Asynchronous Working

Making asynchronous work

At close to 4 years old  BoatyardX has, for most of its short life, been a remote-first organisation.  Our clients and teams are distributed across the globe meaning that successful project delivery relies heavily on building remote team culture and work practices that support distributed teams.

I spent almost all of 2022 working with remote teams and clients in the US.

Remote team culture takes time to build

Even in person, developing team culture on new projects can be challenging.  When dealing with remote and distributed teams across time-zones this can be even more difficult.

Establishing team norms, personal preferences and ways of working should be a shared activity which at first can feel quite mechanical and forced.  One of the activities we used during the project kick off was a team values canvas where we collaboratively filled out and discussed topics such as our values, communication preferences and team norms.  I would definitely do this again, but in future revisiting this periodically with the team would be a useful addition.  This can also be shared with new joiners to help them onboard into the team culture and ways of working.

Finding time for more social activities can be challenging, especially when the team in Colombia are having their morning coffee it’s the end of the day for colleagues in Ireland.  When teams are under pressure and nerves are frayed there is a tendency to resent spending 30 minutes on a social activity but it’s probably still a good investment to do something “fun” or non-work related every month or so.

And finally, even with fully remote teams there is rarely any substitute for spending time together and this was hugely important to build stronger relationships and get to know the team better on a personal level. 
Here’s an article from a colleague of mine talking about a recent trip to Bogota.

Asynchronous working is a skill which is becoming increasingly important

I had worked on remote or distributed teams before but not with such a great time difference which presented new challenges.
The cycle time for getting input and feedback can be longer and should be accounted for while planning. If I need input from someone 6 hours or 8 hours ahead, my question or message must be clear so they can respond, and I can pick back up first thing the next day. If my question or request is poorly articulated and I do not get a clear response, I will be blocked until they are back online and will have effectively lost a day on that task. This works both ways and I’m sure there were plenty of times I was the blocker after I logged off in the evening!!
Getting used to low context communications and using technology to your advantage is essential. Whole books or articles have been written on this topic alone but my simplistic understanding of this is to provide sufficient written context so that the question or request can be answered in a single response with minimal clarification required. It places more responsibility on the requestor to formulate their request clearly. The added benefit of this when done in a public channel or via comment features is that there is full visibility and other team members can contribute to the conversation if they have something to add. However, if after five or more messages the query is still not resolved it may be better to have a call. Most of the tools we use in BoatyardX (Jira, Figma, Miro) all have comment features, and my advice would be to encourage the teams to use these liberally.
Finding the right flavour of asynchronous working for the team will not happen by accident and it’s a continuous conversation to figure out what’s working, what’s not and adapting quickly. What’s right for a newly formed team will be different to an established team and its worth revisiting the topic regularly as part of team meetings or retros.
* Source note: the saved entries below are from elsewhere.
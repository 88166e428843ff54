//! JSON wire types for the streaming endpoint.
//!
//! Inbound: `{id, cmd, type, content, predict_mode?, max_face_count?}`.
//! Outbound: `{id, cmd, result, content}` with `content` null on error.

use serde::{Deserialize, Serialize};

use crate::id::{ConnectionId, CorrelationId};

/// Response codes produced locally. Positive codes come from the engine.
pub mod result_code {
    pub const SUCCESS: i32 = 0;
    pub const INVALID_PARAMETERS: i32 = -1;
    pub const RESOURCE_NOT_FOUND: i32 = -2;
    pub const NO_FEATURE: i32 = -3;
}

/// A request as sent by a streaming client.
///
/// Every field is optional on the wire; missing fields take their zero
/// value and are judged later during resolution.
#[derive(Debug, Clone, Default, PartialEq, Eq, Serialize, Deserialize)]
#[serde(default)]
pub struct FaceRequest {
    pub id: String,
    pub cmd: String,
    #[serde(rename = "type")]
    pub kind: i32,
    pub content: String,
    pub predict_mode: i32,
    pub max_face_count: i32,
}

/// How `content` should be turned into a buffer.
#[derive(Debug, Clone, Copy, PartialEq, Eq)]
pub enum ContentKind {
    /// `content` names a file to read.
    Path,
    /// `content` is standard base64.
    Inline,
}

impl ContentKind {
    pub fn from_wire(kind: i32) -> Option<Self> {
        match kind {
            0 => Some(Self::Path),
            1 => Some(Self::Inline),
            _ => None,
        }
    }
}

/// A parsed request bound to its connection and correlation id.
#[derive(Debug, Clone)]
pub struct Request {
    pub correlation_id: CorrelationId,
    pub connection_id: ConnectionId,
    pub id: String,
    pub cmd: String,
    pub kind: i32,
    /// Cleared as soon as it has been resolved into a buffer.
    pub content: String,
    pub predict_mode: i32,
    pub max_face_count: i32,
}

impl Request {
    pub fn new(
        wire: FaceRequest,
        correlation_id: CorrelationId,
        connection_id: ConnectionId,
    ) -> Self {
        Self {
            correlation_id,
            connection_id,
            id: wire.id,
            cmd: wire.cmd,
            kind: wire.kind,
            content: wire.content,
            predict_mode: wire.predict_mode,
            max_face_count: wire.max_face_count,
        }
    }

    /// An error response echoing this request.
    pub fn error(&self, code: i32) -> FaceResponse {
        FaceResponse::error(self.id.clone(), self.cmd.clone(), code)
    }

    /// A successful response echoing this request.
    pub fn success(&self, features: Vec<FaceFeature>) -> FaceResponse {
        FaceResponse {
            id: self.id.clone(),
            cmd: self.cmd.clone(),
            result: result_code::SUCCESS,
            content: Some(features),
        }
    }
}

/// The message written back to a streaming client.
#[derive(Debug, Clone, PartialEq, Serialize, Deserialize)]
pub struct FaceResponse {
    pub id: String,
    pub cmd: String,
    pub result: i32,
    pub content: Option<Vec<FaceFeature>>,
}

impl FaceResponse {
    pub fn error(id: String, cmd: String, code: i32) -> Self {
        Self {
            id,
            cmd,
            result: code,
            content: None,
        }
    }
}

#[derive(Debug, Clone, Copy, Default, PartialEq, Serialize, Deserialize)]
pub struct Rect {
    pub score: f32,
    pub x1: f32,
    pub x2: f32,
    pub y1: f32,
    pub y2: f32,
}

#[derive(Debug, Clone, Copy, Default, PartialEq, Serialize, Deserialize)]
pub struct Pose {
    pub pitch: f32,
    pub roll: f32,
    pub yaw: f32,
}

/// A classified attribute (age bracket, gender, glasses, hat).
#[derive(Debug, Clone, Copy, Default, PartialEq, Serialize, Deserialize)]
pub struct Attribute {
    pub classification: i32,
    pub score: f32,
}

#[derive(Debug, Clone, Copy, Default, PartialEq, Serialize, Deserialize)]
pub struct Landmark {
    pub visible: i32,
    pub x: f32,
    pub y: f32,
}

#[derive(Debug, Clone, Default, PartialEq, Serialize, Deserialize)]
pub struct Quality {
    pub brightness: i32,
    /// Comma-joined quality scores.
    pub scores: String,
}

/// One detected face as serialized to clients.
#[derive(Debug, Clone, Default, PartialEq, Serialize, Deserialize)]
pub struct FaceFeature {
    pub rect: Rect,
    pub liveness_score: f32,
    pub quality_score: f32,
    pub pose: Pose,
    /// Comma-joined embedding.
    pub metric: String,
    pub age: Attribute,
    pub gender: Attribute,
    pub glass: Attribute,
    pub hat: Attribute,
    pub landmark: Vec<Landmark>,
    pub quality: Quality,
}

/// Join floats with `,` using their shortest round-trip form.
pub fn join_floats(values: &[f32]) -> String {
    let mut out = String::with_capacity(values.len() * 10);
    for (i, value) in values.iter().enumerate() {
        if i > 0 {
            out.push(',');
        }
        out.push_str(&value.to_string());
    }
    out
}
//! Configuration builders for tests.
//!
//! Use [`TestConfigBuilder`] to create customised [`AppConfig`] values without
//! repeating boilerplate across crate boundaries. The builder starts from an
//! ephemeral listen port so tests never collide.

use facegate_config::AppConfig;

/// Fluent builder for [`AppConfig`] in tests.
///
/// # Example
///
/// ```ignore
/// let config = TestConfigBuilder::new()
///     .path("/face")
///     .outbound_queue(2)
///     .build();
/// ```
pub struct TestConfigBuilder {
    config: AppConfig,
}

impl TestConfigBuilder {
    pub fn new() -> Self {
        let mut config = AppConfig::default();
        config.server.listen_port = 0;
        Self { config }
    }

    pub fn path(mut self, path: &str) -> Self {
        self.config.server.path = path.to_string();
        self
    }

    pub fn pong_wait_secs(mut self, secs: u64) -> Self {
        self.config.server.pong_wait_secs = secs;
        self
    }

    pub fn outbound_queue(mut self, capacity: usize) -> Self {
        self.config.server.outbound_queue = capacity;
        self
    }

    pub fn max_message_bytes(mut self, bytes: usize) -> Self {
        self.config.server.max_message_bytes = bytes;
        self
    }

    pub fn control_endpoint(mut self, endpoint: &str) -> Self {
        self.config.control.endpoint = Some(endpoint.to_string());
        self
    }

    pub fn build(self) -> AppConfig {
        self.config
    }
}

impl Default for TestConfigBuilder {
    fn default() -> Self {
        Self::new()
    }
}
Time together is limited and therefore valuable especially where teams have a short overlap in their working day

Teams need to be mindful of time zones when scheduling meetings.  At first it may feel efficient to try and pack short overlap window with meetings,  however this leaves no space for ad-hoc sessions which are especially important when trying to problem-solve or deal with issues.   

Meeting fatigue is real, especially recurring meetings that are very mechanical or routine.  To free up some time we trialed asynchronous standups on alternate days of the week.This meant that  the team shared their daily update in text form via Teams. This worked well and allowed anyone who missed the session to catch up with a quick summary in their own time.  As the needs of the project changed, we flipped back to daily calls, but it is something I would consider doing again. 

On a personal level, I struggled at times setting boundaries around my working day especially during busy periods. Finishing on time on a Friday was the one thing I was not willing to compromise so the lesson here is to be clear with your teams and have an open discussion about schedules and boundaries.

Remain flexible and keep learning

here is no one size fits all and each team will need to flex, adapt and learn along the way. However, for me I think starting the conversation and having an open discussion with your teams is the first step.

One of the most useful learning resources I found was Gitlab’s Guide to all-remote but I would also recommend using other sources like articles and podcasts for inspiration.